L’acompte sur salaire est le versement anticipé d’une partie de la rémunération pour un travail déjà accompli durant le mois en cours, et constitue une opération courante en comptabilité.

Voici tout ce que vous devez savoir sur l’acompte sur salaire en 2026.

Qu’est-ce qu’un acompte sur salaire ?

Contrairement à une libéralité, l’acompte sur salaire est une contrepartie financière pour des heures de travail que vous avez déjà effectuées au cours de la période de paye.

Définition légale de l’acompte sur salaire

La définition juridique de l’acompte repose sur le principe du service fait.

Selon le Code du travail, l’acompte sur salaire est le paiement d’une période de travail déjà passée, ce qui le distingue juridiquement d’un prêt ou d’une libéralité.

Exemple concret : Pour un salarié payé au mois, cela signifie qu’il peut demander à percevoir à mi-mois la somme correspondant aux deux semaines de travail qu’il vient de terminer.

Qui peut demander un acompte sur salaire ?

Le droit à l’acompte sur salaire est ouvert à l’ensemble des salariés mensualisés, qu’ils soient en contrat à durée indéterminée (CDI) ou en contrat à durée déterminée (CDD).

Les apprentis et les bénéficiaires d’un contrat de professionnalisation jouissent également de cette prérogative.

Attention : Les travailleurs à domicile, les saisonniers, les intermittents ou les travailleurs temporaires (intérimaires) ne bénéficient pas de cette obligation légale de mensualisation, bien que des accords de branche puissent prévoir des dispositions similaires.

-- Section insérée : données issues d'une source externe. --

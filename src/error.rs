use actix_web::{http::StatusCode, HttpResponse, ResponseError};
use log::debug;
use serde_json::json;
use thiserror::Error;

#[derive(Error, Debug)]
pub enum AppError {
    #[error("{0}")]
    Validation(String),

    #[error("Invalid username or password.")]
    InvalidCredentials,

    #[error("Username already exists. Please choose another.")]
    DuplicateUsername,

    #[error("Please log in to continue.")]
    Unauthorized { login_url: String },

    #[error("{0} not found")]
    NotFound(String),

    #[error("Could not reach {service}")]
    Network {
        service: &'static str,
        #[source]
        source: reqwest::Error,
    },

    #[error("{service} answered with status {status}")]
    Server {
        service: &'static str,
        status: u16,
    },

    #[error("Failed to update favorites. Please try again.")]
    FavoritesSync(#[source] Box<AppError>),

    #[error("Database error")]
    Storage(#[from] sled::Error),

    #[error("Encoding error")]
    Encoding(#[from] bincode::Error),

    #[error("Password hashing error")]
    Hashing(#[from] bcrypt::BcryptError),

    #[error("Configuration error: {0}")]
    Config(String),
}

pub type Result<T, E = AppError> = std::result::Result<T, E>;

impl AppError {
    pub fn validation<S: Into<String>>(message: S) -> Self {
        AppError::Validation(message.into())
    }

    pub fn network(service: &'static str, source: reqwest::Error) -> Self {
        AppError::Network { service, source }
    }
}

impl ResponseError for AppError {
    fn status_code(&self) -> StatusCode {
        match self {
            AppError::Validation(_) => StatusCode::BAD_REQUEST,
            AppError::InvalidCredentials | AppError::Unauthorized { .. } => {
                StatusCode::UNAUTHORIZED
            }
            AppError::DuplicateUsername => StatusCode::CONFLICT,
            AppError::NotFound(_) => StatusCode::NOT_FOUND,
            AppError::Network { .. } | AppError::Server { .. } | AppError::FavoritesSync(_) => {
                StatusCode::BAD_GATEWAY
            }
            AppError::Storage(_)
            | AppError::Encoding(_)
            | AppError::Hashing(_)
            | AppError::Config(_) => StatusCode::INTERNAL_SERVER_ERROR,
        }
    }

    fn error_response(&self) -> HttpResponse {
        debug!("{:?}", self);
        let mut body = json!({ "error": self.to_string() });
        if let AppError::Unauthorized { login_url } = self {
            body["login"] = json!(login_url);
        }
        HttpResponse::build(self.status_code()).json(body)
    }
}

Acompte sur salaire et avance : quelle différence ?

Il est important de ne pas confondre l’acompte avec l’avance sur salaire.

Alors que l’acompte porte sur un travail déjà réalisé, l’avance sur salaire correspond au paiement d’un travail qui n’a pas encore été effectué.

Bon à savoir : De fait, l’avance est considérée comme un prêt de l’employeur que celui-ci est libre de refuser, contrairement à l’acompte qui est un droit inaliénable.

Voici un tableau récapitulant les principales différences entre ces deux notions : 

Critère Acompte sur salaire Avance sur salaire
Travail effectué Oui (déjà réalisé) Non (à venir / futur)
Droit légal Oui (art. L3242-1 CT) Non (facultatif)
Refus employeur Interdit (1ère demande) Autorisé sans justification
Fiche de paie Ligne dédiée, déduit du net Retenue sur bulletins suivants
Le saviez-vous ? Avec ComptaPlace, la gestion des acomptes sur salaire est intégrée directement dans votre logiciel de comptabilité. Les fiches de paie sont générées automatiquement avec toutes les mentions légales requises.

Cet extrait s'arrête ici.